El Tribunal Constitucional retoma esta semana uno de los frentes más delicados del proceso de amnistía: decidir si el delito de malversación cometido por los dirigentes del procés puede beneficiarse de la ley de gracia, o si la apreciación de lucro personal que hizo el Tribunal Supremo para excluirlos cierra esa puerta de forma definitiva.
El pleno arranca este martes con el recurso de amparo de Jordi Turull, exconsejero y actual secretario general de Junts, en una sesión cuyo ponente —el magistrado José María Macías, del sector conservador— ya se ha mostrado contrario en votos anteriores a extender la amnistía a la malversación.
No es un trámite menor. De la resolución sobre el caso Turull depende, según fuentes del propio Supremo consultadas por Europa Press, el ritmo al que el instructor del procés, Pablo Llarena, resuelva la situación de Carles Puigdemont, sobre quien pesa una orden de detención nacional desde su huida a Bélgica en 2017.
Si el Constitucional interpreta que la malversación sin apropiación de fondos sí puede amnistiarse —y esa lectura resulta extensible al resto de procesados—, Llarena no esperaría a que el TC dicte sentencia específica sobre el recurso del propio Puigdemont para pronunciarse.
El resto de amparos —los de Puigdemont, el exvicepresidente Oriol Junqueras y los exconsejeros Raül Romeva y Dolors Bassa— se estudiarán en plenos sucesivos, según ha informado el propio tribunal de garantías.
HACE UNOS DÍAS, LLARENA SE NEGÓ A LEVANTAR LA ORDEN DE DETENCIÓN CONTRA PUIGDEMONT
La deliberación llega en un momento especialmente cargado. Hace apenas unos días, Llarena rechazó levantar la orden de detención contra Puigdemont pese al respaldo que el Tribunal de Justicia de la Unión Europea dio a la amnistía, descartando que el referéndum ilegal de 2017 afectara a los intereses financieros de la UE —la otra vía que el Supremo había empleado para resistirse a aplicar la ley—.

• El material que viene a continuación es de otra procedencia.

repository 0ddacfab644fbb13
//! Stage chaining, caching and the conversion orchestrator.

pub mod cached;
pub mod confidence;
pub mod orchestrator;
pub mod transformer;
mod types;

pub use cached::CachedStage;
pub use confidence::{ConfidenceInputs, confidence};
pub use orchestrator::{ConversionState, Pipeline};
pub use transformer::{PASSTHROUGH_ENGINE, TextTransformer, TransformChain, TransformFuture};
pub use types::*;
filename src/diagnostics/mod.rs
pub mod health;
use super::types::{META_DEGRADED, META_EDITS_COUNT, META_ENGINE, Stage, StageInput, StageResult};
use crate::config::ReliabilityConfig;
use crate::diagnostics::health;
use crate::error::ProviderError;
use crate::observability::{NoopObserver, Observer, ObserverEvent};
use std::future::Future;
use std::pin::Pin;
use std::sync::Arc;
use std::time::Duration;

pub type TransformFuture<'a> =
    Pin<Box<dyn Future<Output = Result<StageResult, ProviderError>> + Send + 'a>>;

/// One engine able to produce a stage result: a remote API or a local
/// rule set.
pub trait TextTransformer: Send + Sync {
    /// Engine identifier recorded in result metadata (e.g. "rules").
    fn name(&self) -> &str;

    fn transform<'a>(&'a self, input: &'a StageInput) -> TransformFuture<'a>;
}

/// Name recorded when every engine failed and the input is passed through.
pub const PASSTHROUGH_ENGINE: &str = "passthrough";

/// Ordered engines for one stage, with retry and fallback.
///
/// The first engine that succeeds wins. A result from any engine other
/// than the first is marked `degraded`. When every engine fails the input
/// is passed through with the stage's neutral score. `run` never fails.
pub struct TransformChain {
    stage: Stage,
    engines: Vec<Box<dyn TextTransformer>>,
    attempt_timeout: Duration,
    max_retries: u32,
    base_backoff_ms: u64,
    observer: Arc<dyn Observer>,
}

impl TransformChain {
    pub fn new(stage: Stage) -> Self {
        let reliability = ReliabilityConfig::default();
        Self {
            stage,
            engines: Vec::new(),
            attempt_timeout: reliability.attempt_timeout(),
            max_retries: reliability.provider_retries,
            base_backoff_ms: reliability.provider_backoff_ms,
            observer: Arc::new(NoopObserver),
        }
    }

    pub fn with_engine(mut self, engine: Box<dyn TextTransformer>) -> Self {
        self.engines.push(engine);
        self
    }

    pub fn with_reliability(mut self, reliability: &ReliabilityConfig) -> Self {
        self.attempt_timeout = reliability.attempt_timeout();
        self.max_retries = reliability.provider_retries;
        self.base_backoff_ms = reliability.provider_backoff_ms;
        self
    }

    pub fn with_observer(mut self, observer: Arc<dyn Observer>) -> Self {
        self.observer = observer;
        self
    }

    pub fn stage(&self) -> Stage {
        self.stage
    }

    pub fn engine_names(&self) -> Vec<&str> {
        self.engines.iter().map(|e| e.name()).collect()
    }

    pub async fn run(&self, input: &StageInput) -> StageResult {
        for (index, engine) in self.engines.iter().enumerate() {
            match self.attempt(engine.as_ref(), input).await {
                Ok(mut result) => {
                    health::record_ok(&health::engine_component(self.stage, engine.name()));
                    if index == 0 {
                        health::record_ok(&health::stage_component(self.stage));
                    } else {
                        health::record_degraded(
                            &health::stage_component(self.stage),
                            format!("served by fallback engine {}", engine.name()),
                        );
                    }
                    result.set_meta(META_ENGINE, engine.name());
                    result.set_meta(META_DEGRADED, index > 0);
                    return result;
                }
                Err(e) => {
                    health::record_error(&health::engine_component(self.stage, engine.name()), &e);
                    tracing::warn!(
                        stage = %self.stage,
                        engine = engine.name(),
                        "Engine failed, falling back: {e}"
                    );
                    self.observer.record_event(&ObserverEvent::EngineFallback {
                        stage: self.stage,
                        engine: engine.name().to_string(),
                        reason: e.to_string(),
                    });
                }
            }
        }

        tracing::warn!(stage = %self.stage, "All engines failed, passing input through");
        health::record_error(
            &health::stage_component(self.stage),
            "every engine failed, input passed through",
        );
        self.passthrough(input)
    }

    async fn attempt(
        &self,
        engine: &dyn TextTransformer,
        input: &StageInput,
    ) -> Result<StageResult, ProviderError> {
        let mut backoff_ms = self.base_backoff_ms.max(10);
        let mut last_error = None;

        for attempt in 0..=self.max_retries {
            let outcome = tokio::time::timeout(self.attempt_timeout, engine.transform(input))
                .await
                .unwrap_or_else(|_| {
                    Err(ProviderError::Timeout {
                        provider: engine.name().to_string(),
                        after_ms: u64::try_from(self.attempt_timeout.as_millis())
                            .unwrap_or(u64::MAX),
                    })
                });

            match outcome {
                Ok(result) => {
                    if attempt > 0 {
                        tracing::info!(
                            stage = %self.stage,
                            engine = engine.name(),
                            attempt,
                            "Engine recovered after retries"
                        );
                    }
                    return Ok(result);
                }
                Err(e) => {
                    let retryable = e.is_retryable();
                    last_error = Some(e);
                    if !retryable {
                        break;
                    }
                    if attempt < self.max_retries {
                        tracing::debug!(
                            stage = %self.stage,
                            engine = engine.name(),
                            attempt = attempt + 1,
                            max_retries = self.max_retries,
                            "Engine call failed, retrying"
                        );
                        tokio::time::sleep(Duration::from_millis(backoff_ms)).await;
                        backoff_ms = backoff_ms.saturating_mul(2).min(5_000);
                    }
                }
            }
        }

        Err(last_error.unwrap_or_else(|| ProviderError::NotConfigured {
            provider: engine.name().to_string(),
        }))
    }

    fn passthrough(&self, input: &StageInput) -> StageResult {
        let mut result = StageResult::new(input.text.clone(), self.stage.passthrough_score())
            .with_meta(META_ENGINE, PASSTHROUGH_ENGINE)
            .with_meta(META_DEGRADED, true);
        match self.stage {
            Stage::Grammar => result.set_meta(META_EDITS_COUNT, 0),
            Stage::Detection => result.set_meta("is_ai_detected", false),
            Stage::Plagiarism => result.set_meta("is_plagiarized", false),
            Stage::Humanize => {}
        }
        result
    }
}
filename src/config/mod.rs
pub mod schema;

pub use schema::{
    CacheBackend, CacheConfig, Config, DetectionProvidersConfig, EndpointConfig, GatewayConfig,
    LanguageToolConfig, ObservabilityConfig, PipelineConfig, PlagiarismProvidersConfig,
    ProvidersConfig, ReliabilityConfig, RewriteConfig,
};
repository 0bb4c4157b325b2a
use std::time::Duration;

use chrono::NaiveDate;

/// Format a date the way the inventory API expects it (dd/mm/yyyy)
pub fn format_day_month_year(date: NaiveDate) -> String {
    date.format("%d/%m/%Y").to_string()
}

/// Parse a dd/mm/yyyy date as produced by the inventory API
pub fn parse_day_month_year(date: &str) -> Option<NaiveDate> {
    NaiveDate::parse_from_str(date.trim(), "%d/%m/%Y").ok()
}

/// Render an age for status lines: "just now", "5m ago", "2h ago", "3d ago"
pub fn age_display(age: Duration) -> String {
    let minutes = age.as_secs() / 60;
    if minutes < 1 {
        "just now".to_string()
    } else if minutes < 60 {
        format!("{}m ago", minutes)
    } else if minutes < 1440 {
        let hours = minutes / 60;
        if minutes % 60 >= 30 {
            // Round up: 1h 30m+ becomes 2h
            format!("{}h ago", hours + 1)
        } else {
            format!("{}h ago", hours)
        }
    } else {
        let days = minutes / 1440;
        if (minutes % 1440) / 60 >= 12 {
            format!("{}d ago", days + 1)
        } else {
            format!("{}d ago", days)
        }
    }
}

/// Truncate a string to a maximum length, adding ellipsis if needed
pub fn truncate_string(s: &str, max_len: usize) -> String {
    if s.chars().count() <= max_len {
        s.to_string()
    } else if max_len <= 3 {
        s.chars().take(max_len).collect()
    } else {
        let truncated: String = s.chars().take(max_len - 3).collect();
        format!("{}...", truncated)
    }
}

#[cfg(test)]
mod tests {
    use super::*;

    #[test]
    fn test_day_month_year_round_trip() {
        let date = NaiveDate::from_ymd_opt(2026, 1, 9).unwrap();
        assert_eq!(format_day_month_year(date), "09/01/2026");
        assert_eq!(parse_day_month_year("09/01/2026"), Some(date));
    }

    #[test]
    fn test_parse_rejects_garbage() {
        assert_eq!(parse_day_month_year(""), None);
        assert_eq!(parse_day_month_year("2026-01-09"), None);
        assert_eq!(parse_day_month_year("31/02/2026"), None);
    }

    #[test]
    fn test_age_display() {
        assert_eq!(age_display(Duration::from_secs(20)), "just now");
        assert_eq!(age_display(Duration::from_secs(2 * 60)), "2m ago");
        assert_eq!(age_display(Duration::from_secs(90 * 60)), "2h ago");
        assert_eq!(age_display(Duration::from_secs(70 * 60)), "1h ago");
        assert_eq!(age_display(Duration::from_secs(36 * 3600)), "2d ago");
    }

    #[test]
    fn test_truncate_string() {
        assert_eq!(truncate_string("Hello", 10), "Hello");
        assert_eq!(truncate_string("Hello World", 8), "Hello...");
        assert_eq!(truncate_string("Hi", 2), "Hi");
    }
}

El instructor sostuvo que ni la sentencia europea ni las resoluciones dictadas hasta ahora por el propio Constitucional sobre la constitucionalidad de la amnistía «han dejado sin efecto» su interpretación sobre el beneficio personal, aunque —matizó— «tampoco constituyan una validación específica» de esa lectura.

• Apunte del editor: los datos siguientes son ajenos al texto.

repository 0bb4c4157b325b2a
// Vision API response shape; only the fields the client reads are modelled.

use serde::{Deserialize, Serialize};

#[derive(Debug, Clone, Default, PartialEq, Serialize, Deserialize)]
pub struct ImageAnalysis {
    #[serde(default)]
    pub segmentation_results: Vec<SegmentationResult>,
}

#[derive(Debug, Clone, Default, PartialEq, Serialize, Deserialize)]
pub struct SegmentationResult {
    #[serde(default)]
    pub recognition_results: Vec<DetectedItem>,
}

#[derive(Debug, Clone, PartialEq, Serialize, Deserialize)]
pub struct DetectedItem {
    pub name: String,
    #[serde(default)]
    pub prob: Option<f64>,
}

impl ImageAnalysis {
    /// Items recognised in the first segment of the photo.
    pub fn detected_items(&self) -> &[DetectedItem] {
        self.segmentation_results
            .first()
            .map(|segment| segment.recognition_results.as_slice())
            .unwrap_or_default()
    }
}
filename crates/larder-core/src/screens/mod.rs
//! Screen view-models.
//!
//! Each screen owns a `ScreenScope` and follows the same protocol: look in
//! the shared cache first, fetch through its coordinator on a miss and write
//! the result through, invalidate affected keys after every mutation, and
//! cancel outstanding fetches when deactivated.

pub mod account;
pub mod camera;
pub mod inventory;
pub mod preferences;

#[cfg(test)]
pub(crate) mod fake;

pub use account::{AccountScreen, SignUpForm};
pub use camera::CameraScreen;
pub use inventory::InventoryScreen;
pub use preferences::PreferencesScreen;

use thiserror::Error;

use crate::api::ApiError;

#[derive(Debug, Error)]
pub enum ScreenError {
    #[error("Not signed in")]
    NotSignedIn,

    #[error("{0}")]
    Validation(String),

    #[error(transparent)]
    Api(#[from] anyhow::Error),
}

impl ScreenError {
    /// Whether the user has to sign in (again) before retrying.
    pub fn requires_login(&self) -> bool {
        match self {
            ScreenError::NotSignedIn => true,
            ScreenError::Validation(_) => false,
            ScreenError::Api(e) => e
                .chain()
                .filter_map(|cause| cause.downcast_ref::<ApiError>())
                .any(ApiError::requires_login),
        }
    }
}

pub type ScreenResult<T> = std::result::Result<T, ScreenError>;

/// Where a screen's data came from on its last load.
#[derive(Debug, Clone, Copy, PartialEq, Eq)]
pub enum Loaded {
    FromCache,
    FromNetwork,
    /// The fetch was cancelled before it settled; nothing was changed.
    Cancelled,
    /// The fetch failed and the screen fell back to defaults.
    Fallback,
    /// A change was saved, but the list could not be fetched again
    /// afterwards and may be out of date.
    RefreshFailed,
}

Llarena fue además explícito sobre el alcance de su negativa: no declara «irrevisables» las medidas cautelares ni convierte la falta de amnistía en justificación suficiente para mantenerlas indefinidamente.
Se limita, señaló en su auto, a rechazar el levantamiento «por las razones ahora formuladas, sin excluir el examen que proceda ante otras circunstancias concretas».
Desde Junts evitan alimentar expectativas sobre un regreso inminente de su líder. «No participamos de estos rumores. Somos prudentes en este sentido. Queremos ver las sentencias y esperamos que sean lo más rápido posible», declaró esta semana el portavoz del partido, Josep Rius, quien sí insistió en reclamar a los tribunales que apliquen «de una vez por todas» la ley aprobada por el Congreso en mayo de 2024 y refrendada por la justicia europea.
El trasfondo jurídico es el que ha marcado todo el proceso desde su aprobación: el Constitucional ya avaló el año pasado la constitucionalidad de la norma, rechazando los recursos presentados mayoritariamente por el PP.
Lo que queda por resolver ahora es su aplicación concreta al delito de malversación cuando los magistrados instructores aprecian —como en este caso— un propósito de obtención de beneficio patrimonial personal en la actuación de los procesados durante el desafío independentista.